** Opening Study material block **

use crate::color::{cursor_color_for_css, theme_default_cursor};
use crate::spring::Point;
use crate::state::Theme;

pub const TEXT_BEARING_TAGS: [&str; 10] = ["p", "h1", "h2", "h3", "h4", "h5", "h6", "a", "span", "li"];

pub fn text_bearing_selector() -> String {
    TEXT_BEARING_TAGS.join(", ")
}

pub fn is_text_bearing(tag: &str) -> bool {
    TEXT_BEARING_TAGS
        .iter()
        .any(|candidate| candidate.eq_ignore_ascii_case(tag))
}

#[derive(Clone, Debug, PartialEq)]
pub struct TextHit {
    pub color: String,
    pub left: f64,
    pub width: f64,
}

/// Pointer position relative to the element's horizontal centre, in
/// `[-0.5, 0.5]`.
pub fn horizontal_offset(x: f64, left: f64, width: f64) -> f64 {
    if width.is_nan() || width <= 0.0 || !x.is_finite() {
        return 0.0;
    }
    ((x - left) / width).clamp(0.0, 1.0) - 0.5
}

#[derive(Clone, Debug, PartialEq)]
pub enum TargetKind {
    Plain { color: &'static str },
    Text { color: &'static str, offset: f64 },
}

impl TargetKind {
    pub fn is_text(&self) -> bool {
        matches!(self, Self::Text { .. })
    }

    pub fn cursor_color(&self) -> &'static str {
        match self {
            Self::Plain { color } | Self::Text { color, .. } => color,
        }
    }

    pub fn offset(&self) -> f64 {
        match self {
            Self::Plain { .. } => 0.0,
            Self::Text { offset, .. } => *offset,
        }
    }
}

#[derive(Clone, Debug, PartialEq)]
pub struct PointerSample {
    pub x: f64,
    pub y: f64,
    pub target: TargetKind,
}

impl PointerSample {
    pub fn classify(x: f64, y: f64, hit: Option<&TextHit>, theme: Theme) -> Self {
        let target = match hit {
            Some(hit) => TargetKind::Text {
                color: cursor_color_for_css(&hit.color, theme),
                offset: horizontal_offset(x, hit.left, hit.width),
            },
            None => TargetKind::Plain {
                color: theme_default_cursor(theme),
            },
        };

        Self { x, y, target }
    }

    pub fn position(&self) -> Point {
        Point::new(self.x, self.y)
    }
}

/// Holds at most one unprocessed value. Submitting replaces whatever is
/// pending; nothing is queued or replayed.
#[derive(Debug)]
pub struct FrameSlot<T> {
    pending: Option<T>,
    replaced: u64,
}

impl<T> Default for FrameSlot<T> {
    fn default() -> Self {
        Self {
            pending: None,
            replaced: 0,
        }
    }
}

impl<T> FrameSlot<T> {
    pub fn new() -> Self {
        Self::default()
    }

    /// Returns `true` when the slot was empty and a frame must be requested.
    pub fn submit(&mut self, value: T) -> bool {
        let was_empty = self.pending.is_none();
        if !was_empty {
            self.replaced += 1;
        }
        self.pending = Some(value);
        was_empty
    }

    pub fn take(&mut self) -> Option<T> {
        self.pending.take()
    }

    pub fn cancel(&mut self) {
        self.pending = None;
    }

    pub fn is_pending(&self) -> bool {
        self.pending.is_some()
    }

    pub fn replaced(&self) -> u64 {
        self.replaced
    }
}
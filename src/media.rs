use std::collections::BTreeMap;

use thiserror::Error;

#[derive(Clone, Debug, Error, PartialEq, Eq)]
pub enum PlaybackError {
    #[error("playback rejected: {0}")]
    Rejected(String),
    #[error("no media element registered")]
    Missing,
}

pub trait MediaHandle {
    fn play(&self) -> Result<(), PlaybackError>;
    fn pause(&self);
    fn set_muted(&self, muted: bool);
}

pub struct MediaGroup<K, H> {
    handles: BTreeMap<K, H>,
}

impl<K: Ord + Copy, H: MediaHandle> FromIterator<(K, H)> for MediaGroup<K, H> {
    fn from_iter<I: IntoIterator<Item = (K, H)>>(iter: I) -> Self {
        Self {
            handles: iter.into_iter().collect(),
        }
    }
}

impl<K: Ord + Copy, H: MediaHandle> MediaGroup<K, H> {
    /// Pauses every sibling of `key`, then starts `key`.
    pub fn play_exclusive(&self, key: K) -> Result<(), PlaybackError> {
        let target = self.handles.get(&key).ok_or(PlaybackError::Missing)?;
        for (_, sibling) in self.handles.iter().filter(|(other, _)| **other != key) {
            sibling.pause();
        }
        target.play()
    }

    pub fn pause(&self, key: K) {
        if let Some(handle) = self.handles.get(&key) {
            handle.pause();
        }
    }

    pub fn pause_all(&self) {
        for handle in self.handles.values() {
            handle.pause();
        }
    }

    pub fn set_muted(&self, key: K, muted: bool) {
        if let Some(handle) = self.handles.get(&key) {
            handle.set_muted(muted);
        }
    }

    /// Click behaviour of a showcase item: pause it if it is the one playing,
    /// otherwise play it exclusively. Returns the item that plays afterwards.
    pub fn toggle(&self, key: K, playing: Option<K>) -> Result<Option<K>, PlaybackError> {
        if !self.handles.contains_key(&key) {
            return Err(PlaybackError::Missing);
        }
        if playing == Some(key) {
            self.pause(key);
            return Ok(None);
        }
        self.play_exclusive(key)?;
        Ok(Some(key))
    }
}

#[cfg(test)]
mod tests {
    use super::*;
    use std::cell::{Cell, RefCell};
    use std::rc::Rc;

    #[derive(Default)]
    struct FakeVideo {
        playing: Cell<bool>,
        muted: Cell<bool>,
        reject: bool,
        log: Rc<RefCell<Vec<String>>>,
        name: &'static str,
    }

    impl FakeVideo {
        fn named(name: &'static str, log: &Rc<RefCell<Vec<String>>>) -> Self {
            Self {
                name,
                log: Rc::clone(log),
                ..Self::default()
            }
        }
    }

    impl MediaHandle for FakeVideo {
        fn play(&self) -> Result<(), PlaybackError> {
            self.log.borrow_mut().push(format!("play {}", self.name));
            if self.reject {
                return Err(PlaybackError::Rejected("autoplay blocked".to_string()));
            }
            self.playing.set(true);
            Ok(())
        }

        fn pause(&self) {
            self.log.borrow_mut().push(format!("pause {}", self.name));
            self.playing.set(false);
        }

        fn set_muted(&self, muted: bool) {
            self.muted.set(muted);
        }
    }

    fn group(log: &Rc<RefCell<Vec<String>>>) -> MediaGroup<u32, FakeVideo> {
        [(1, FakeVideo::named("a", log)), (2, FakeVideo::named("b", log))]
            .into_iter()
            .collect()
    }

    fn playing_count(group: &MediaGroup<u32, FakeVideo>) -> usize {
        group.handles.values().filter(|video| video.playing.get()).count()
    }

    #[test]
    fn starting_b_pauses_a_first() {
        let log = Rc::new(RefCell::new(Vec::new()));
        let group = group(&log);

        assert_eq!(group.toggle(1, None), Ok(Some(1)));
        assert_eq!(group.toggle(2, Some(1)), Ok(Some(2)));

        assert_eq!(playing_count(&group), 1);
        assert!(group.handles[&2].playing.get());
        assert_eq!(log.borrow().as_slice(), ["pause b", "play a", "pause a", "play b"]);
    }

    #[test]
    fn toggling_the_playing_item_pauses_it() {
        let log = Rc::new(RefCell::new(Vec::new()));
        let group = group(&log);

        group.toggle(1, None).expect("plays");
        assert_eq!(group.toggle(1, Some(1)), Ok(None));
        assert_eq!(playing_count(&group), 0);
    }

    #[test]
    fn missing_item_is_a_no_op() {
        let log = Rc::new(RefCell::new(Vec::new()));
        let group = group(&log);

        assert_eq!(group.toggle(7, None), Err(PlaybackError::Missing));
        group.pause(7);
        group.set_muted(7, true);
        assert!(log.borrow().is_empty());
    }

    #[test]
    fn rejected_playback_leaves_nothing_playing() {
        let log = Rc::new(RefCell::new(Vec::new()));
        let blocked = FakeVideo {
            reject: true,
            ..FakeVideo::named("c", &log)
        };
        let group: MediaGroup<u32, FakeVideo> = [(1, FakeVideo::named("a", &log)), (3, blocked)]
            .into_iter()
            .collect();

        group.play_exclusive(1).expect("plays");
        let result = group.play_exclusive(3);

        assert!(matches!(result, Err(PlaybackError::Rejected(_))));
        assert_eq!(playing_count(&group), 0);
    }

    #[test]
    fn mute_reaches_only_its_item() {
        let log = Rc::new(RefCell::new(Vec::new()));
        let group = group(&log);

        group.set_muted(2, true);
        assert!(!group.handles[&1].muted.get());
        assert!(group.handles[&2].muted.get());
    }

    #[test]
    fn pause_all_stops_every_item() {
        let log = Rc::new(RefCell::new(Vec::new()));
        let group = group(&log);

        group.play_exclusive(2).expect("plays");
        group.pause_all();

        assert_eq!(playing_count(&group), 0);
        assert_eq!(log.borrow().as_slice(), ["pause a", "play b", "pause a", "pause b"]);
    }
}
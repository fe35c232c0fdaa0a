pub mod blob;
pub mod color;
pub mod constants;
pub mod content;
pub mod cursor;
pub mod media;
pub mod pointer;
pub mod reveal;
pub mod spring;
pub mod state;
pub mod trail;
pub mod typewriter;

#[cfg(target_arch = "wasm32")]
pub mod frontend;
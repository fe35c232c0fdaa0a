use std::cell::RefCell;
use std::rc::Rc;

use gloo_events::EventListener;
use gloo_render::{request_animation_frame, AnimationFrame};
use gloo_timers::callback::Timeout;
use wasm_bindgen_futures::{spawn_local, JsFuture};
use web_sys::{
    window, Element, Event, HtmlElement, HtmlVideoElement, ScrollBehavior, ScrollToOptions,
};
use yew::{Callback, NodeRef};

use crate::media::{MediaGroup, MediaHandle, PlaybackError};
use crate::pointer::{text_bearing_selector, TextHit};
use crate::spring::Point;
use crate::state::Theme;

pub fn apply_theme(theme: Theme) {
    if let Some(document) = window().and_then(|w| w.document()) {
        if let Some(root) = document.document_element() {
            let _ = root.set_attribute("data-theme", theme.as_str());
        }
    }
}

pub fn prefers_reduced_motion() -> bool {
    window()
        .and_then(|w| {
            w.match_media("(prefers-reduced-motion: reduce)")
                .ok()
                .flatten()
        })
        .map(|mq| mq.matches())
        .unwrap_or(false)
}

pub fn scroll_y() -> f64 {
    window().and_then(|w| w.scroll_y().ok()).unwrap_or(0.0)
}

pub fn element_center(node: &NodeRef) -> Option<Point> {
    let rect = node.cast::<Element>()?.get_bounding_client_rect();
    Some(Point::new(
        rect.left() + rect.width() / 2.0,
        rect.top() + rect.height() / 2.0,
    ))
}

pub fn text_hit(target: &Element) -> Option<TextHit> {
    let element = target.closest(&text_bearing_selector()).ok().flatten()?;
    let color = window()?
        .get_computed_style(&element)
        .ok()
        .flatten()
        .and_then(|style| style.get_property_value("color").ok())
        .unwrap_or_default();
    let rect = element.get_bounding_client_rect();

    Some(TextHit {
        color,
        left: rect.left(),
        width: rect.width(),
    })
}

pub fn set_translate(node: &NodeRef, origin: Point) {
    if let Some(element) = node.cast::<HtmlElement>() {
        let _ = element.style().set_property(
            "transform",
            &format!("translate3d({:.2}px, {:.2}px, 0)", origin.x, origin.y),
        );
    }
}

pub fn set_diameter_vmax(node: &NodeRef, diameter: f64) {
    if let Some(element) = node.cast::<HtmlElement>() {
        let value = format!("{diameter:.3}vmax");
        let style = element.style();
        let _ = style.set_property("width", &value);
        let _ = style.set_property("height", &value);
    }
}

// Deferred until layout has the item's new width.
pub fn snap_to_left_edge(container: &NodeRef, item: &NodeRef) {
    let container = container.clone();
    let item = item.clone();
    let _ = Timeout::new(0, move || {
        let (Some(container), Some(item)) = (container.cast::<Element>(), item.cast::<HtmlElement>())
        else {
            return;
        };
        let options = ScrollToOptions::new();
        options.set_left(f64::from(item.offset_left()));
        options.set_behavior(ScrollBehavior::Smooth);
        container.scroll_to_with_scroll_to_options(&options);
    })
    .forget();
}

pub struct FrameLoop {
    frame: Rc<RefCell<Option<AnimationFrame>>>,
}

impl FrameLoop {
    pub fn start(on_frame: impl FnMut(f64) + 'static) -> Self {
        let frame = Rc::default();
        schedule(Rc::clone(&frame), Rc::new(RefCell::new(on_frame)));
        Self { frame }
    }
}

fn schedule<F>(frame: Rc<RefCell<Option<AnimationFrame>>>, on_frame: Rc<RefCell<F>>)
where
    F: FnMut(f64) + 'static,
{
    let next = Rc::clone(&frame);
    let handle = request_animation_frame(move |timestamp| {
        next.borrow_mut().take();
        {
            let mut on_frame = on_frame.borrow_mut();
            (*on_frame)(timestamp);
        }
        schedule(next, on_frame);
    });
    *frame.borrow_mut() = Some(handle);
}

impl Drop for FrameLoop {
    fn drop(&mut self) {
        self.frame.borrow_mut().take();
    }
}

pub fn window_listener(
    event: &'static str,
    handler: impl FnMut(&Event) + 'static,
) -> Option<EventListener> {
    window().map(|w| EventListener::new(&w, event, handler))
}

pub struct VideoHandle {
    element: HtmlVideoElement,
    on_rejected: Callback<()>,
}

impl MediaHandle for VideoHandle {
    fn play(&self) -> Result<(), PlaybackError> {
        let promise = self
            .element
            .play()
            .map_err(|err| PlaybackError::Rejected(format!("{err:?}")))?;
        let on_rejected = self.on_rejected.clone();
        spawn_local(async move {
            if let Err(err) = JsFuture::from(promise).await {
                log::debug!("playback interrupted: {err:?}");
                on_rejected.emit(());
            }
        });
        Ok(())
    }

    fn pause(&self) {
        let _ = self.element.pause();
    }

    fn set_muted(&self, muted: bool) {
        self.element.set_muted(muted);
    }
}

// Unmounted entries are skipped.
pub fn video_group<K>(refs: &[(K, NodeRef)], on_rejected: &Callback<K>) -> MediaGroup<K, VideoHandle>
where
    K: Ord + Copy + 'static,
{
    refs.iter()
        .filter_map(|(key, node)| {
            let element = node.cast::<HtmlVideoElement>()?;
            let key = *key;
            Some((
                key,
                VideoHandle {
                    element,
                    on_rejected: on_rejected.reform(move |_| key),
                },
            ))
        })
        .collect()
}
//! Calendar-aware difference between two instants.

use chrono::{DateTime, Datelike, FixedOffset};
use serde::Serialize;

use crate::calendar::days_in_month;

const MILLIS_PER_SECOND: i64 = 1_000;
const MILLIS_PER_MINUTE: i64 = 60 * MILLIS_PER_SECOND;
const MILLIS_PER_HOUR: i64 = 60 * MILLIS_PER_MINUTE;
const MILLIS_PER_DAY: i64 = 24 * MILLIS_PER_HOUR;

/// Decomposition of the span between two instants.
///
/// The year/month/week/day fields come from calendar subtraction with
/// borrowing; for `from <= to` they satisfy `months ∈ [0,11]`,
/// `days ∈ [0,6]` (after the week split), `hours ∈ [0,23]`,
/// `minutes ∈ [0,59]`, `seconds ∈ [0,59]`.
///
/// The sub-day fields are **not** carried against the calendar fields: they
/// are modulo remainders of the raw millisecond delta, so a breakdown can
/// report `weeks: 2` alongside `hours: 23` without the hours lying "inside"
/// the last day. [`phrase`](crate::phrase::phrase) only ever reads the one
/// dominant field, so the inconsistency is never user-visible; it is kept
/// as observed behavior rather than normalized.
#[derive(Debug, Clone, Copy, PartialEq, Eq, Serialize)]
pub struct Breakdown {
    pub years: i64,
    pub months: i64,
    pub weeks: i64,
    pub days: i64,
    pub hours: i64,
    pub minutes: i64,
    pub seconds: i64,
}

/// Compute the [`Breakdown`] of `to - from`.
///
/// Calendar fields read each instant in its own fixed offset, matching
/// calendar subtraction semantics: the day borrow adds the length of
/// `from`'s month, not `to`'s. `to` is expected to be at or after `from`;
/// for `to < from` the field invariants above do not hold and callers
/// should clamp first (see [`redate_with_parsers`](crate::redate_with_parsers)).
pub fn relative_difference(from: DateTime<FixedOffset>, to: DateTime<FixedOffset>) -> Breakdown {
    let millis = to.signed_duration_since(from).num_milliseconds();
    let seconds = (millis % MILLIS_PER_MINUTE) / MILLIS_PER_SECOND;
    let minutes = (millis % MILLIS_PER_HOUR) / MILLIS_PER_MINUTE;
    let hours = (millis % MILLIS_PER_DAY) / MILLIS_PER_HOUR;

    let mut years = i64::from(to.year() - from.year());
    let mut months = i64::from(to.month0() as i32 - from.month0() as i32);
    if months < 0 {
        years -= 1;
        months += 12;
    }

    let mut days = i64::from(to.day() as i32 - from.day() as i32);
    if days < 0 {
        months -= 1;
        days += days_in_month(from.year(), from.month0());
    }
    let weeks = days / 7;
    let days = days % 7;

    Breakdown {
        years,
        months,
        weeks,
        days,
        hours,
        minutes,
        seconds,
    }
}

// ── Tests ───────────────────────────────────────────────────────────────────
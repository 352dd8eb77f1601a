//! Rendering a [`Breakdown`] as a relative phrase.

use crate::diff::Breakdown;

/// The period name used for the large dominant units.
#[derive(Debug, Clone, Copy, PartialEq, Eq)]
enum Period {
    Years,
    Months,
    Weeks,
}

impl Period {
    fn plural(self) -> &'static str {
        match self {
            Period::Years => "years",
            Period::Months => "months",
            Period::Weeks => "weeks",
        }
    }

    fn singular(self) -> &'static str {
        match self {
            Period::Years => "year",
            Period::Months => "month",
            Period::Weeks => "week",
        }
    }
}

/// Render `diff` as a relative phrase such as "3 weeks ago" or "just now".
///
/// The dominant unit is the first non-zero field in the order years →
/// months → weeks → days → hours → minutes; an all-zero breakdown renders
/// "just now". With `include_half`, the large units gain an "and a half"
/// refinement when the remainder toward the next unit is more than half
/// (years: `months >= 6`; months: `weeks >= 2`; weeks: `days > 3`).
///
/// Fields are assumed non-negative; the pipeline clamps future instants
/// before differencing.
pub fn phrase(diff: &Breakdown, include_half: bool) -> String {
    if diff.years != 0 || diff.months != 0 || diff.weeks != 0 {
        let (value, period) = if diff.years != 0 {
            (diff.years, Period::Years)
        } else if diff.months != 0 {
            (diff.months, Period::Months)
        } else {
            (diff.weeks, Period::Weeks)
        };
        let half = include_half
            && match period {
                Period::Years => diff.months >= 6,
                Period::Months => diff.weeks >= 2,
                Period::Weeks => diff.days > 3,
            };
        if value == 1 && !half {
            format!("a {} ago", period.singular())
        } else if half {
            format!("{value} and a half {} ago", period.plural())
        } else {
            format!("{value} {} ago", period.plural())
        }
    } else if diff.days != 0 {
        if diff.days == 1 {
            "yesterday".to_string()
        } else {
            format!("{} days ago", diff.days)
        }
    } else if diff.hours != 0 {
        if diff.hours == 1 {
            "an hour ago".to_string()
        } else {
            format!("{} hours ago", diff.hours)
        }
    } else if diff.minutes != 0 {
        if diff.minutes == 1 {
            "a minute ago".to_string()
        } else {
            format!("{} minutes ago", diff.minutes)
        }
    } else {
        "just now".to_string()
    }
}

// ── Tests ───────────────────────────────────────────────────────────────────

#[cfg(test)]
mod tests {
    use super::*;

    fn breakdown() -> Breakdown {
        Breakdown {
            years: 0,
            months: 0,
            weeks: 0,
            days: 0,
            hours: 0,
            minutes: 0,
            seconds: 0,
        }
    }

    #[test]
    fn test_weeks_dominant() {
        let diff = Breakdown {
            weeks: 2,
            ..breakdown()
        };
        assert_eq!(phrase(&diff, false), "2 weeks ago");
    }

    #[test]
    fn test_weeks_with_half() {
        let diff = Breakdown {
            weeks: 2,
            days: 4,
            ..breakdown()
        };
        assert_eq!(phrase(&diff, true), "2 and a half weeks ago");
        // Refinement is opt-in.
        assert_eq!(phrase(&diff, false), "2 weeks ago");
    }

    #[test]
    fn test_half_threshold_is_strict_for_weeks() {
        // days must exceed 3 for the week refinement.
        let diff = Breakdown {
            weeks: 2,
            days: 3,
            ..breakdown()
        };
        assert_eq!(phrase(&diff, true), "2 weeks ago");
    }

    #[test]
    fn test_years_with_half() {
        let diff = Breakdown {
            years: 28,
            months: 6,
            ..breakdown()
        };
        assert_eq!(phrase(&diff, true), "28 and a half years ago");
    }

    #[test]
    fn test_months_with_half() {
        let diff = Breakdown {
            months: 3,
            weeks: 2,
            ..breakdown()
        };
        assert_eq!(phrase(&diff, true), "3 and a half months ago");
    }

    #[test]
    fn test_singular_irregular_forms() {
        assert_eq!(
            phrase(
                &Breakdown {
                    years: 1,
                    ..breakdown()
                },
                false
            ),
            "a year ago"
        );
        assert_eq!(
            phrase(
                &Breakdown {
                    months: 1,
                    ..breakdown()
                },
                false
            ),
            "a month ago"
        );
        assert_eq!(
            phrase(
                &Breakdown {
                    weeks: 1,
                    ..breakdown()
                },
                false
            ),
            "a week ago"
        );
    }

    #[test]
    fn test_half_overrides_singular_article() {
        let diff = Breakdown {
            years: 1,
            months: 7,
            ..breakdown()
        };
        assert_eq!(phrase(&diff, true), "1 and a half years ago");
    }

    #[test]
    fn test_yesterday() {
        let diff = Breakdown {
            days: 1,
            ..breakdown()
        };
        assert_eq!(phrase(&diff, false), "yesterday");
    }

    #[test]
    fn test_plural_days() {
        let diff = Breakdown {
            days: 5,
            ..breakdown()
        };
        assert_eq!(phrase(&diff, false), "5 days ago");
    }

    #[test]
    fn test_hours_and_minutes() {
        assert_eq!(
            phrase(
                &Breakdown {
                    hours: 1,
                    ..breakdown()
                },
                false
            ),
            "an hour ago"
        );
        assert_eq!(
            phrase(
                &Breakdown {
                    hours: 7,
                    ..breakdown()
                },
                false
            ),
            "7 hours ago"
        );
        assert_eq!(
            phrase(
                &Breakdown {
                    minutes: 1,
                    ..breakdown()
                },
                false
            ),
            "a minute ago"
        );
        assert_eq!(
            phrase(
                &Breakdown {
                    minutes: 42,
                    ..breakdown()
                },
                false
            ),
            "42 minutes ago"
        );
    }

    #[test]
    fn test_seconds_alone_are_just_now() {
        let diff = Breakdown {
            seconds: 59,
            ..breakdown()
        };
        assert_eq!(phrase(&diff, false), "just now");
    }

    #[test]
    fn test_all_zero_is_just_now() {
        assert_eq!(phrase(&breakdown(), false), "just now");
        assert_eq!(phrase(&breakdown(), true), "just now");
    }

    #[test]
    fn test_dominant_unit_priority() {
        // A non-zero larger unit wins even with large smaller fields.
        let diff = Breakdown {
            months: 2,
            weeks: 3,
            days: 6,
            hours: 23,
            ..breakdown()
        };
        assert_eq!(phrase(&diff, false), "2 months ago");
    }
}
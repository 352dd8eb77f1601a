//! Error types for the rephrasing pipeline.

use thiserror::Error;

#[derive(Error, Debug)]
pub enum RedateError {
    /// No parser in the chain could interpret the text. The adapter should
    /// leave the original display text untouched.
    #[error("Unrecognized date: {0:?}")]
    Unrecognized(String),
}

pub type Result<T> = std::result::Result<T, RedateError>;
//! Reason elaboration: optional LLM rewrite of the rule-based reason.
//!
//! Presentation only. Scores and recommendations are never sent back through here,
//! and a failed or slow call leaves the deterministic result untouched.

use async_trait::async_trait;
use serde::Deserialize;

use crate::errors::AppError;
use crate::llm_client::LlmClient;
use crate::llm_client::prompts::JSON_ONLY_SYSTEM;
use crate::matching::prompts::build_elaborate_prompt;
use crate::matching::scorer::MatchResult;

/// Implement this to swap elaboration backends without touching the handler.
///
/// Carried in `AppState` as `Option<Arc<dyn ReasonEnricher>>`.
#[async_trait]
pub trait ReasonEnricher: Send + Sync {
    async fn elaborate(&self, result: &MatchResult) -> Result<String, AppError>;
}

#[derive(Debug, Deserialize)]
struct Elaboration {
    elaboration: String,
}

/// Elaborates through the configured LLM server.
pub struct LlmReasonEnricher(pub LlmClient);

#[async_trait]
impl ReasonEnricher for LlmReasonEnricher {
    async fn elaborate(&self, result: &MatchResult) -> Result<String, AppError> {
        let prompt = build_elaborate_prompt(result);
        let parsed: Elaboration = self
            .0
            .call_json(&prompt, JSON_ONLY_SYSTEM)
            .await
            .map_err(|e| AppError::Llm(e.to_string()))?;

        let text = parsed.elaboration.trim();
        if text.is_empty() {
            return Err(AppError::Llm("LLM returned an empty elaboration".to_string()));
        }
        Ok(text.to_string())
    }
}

** Closing Study material block **

**Exercise details**
Each line above that has the word "span" must be copied.

**Response area**
pub const TEXT_BEARING_TAGS: [&str; 10] = ["p", "h1", "h2", "h3", "h4", "h5", "h6", "a", "span", "li"];
/// Decomposition of the span between two instants.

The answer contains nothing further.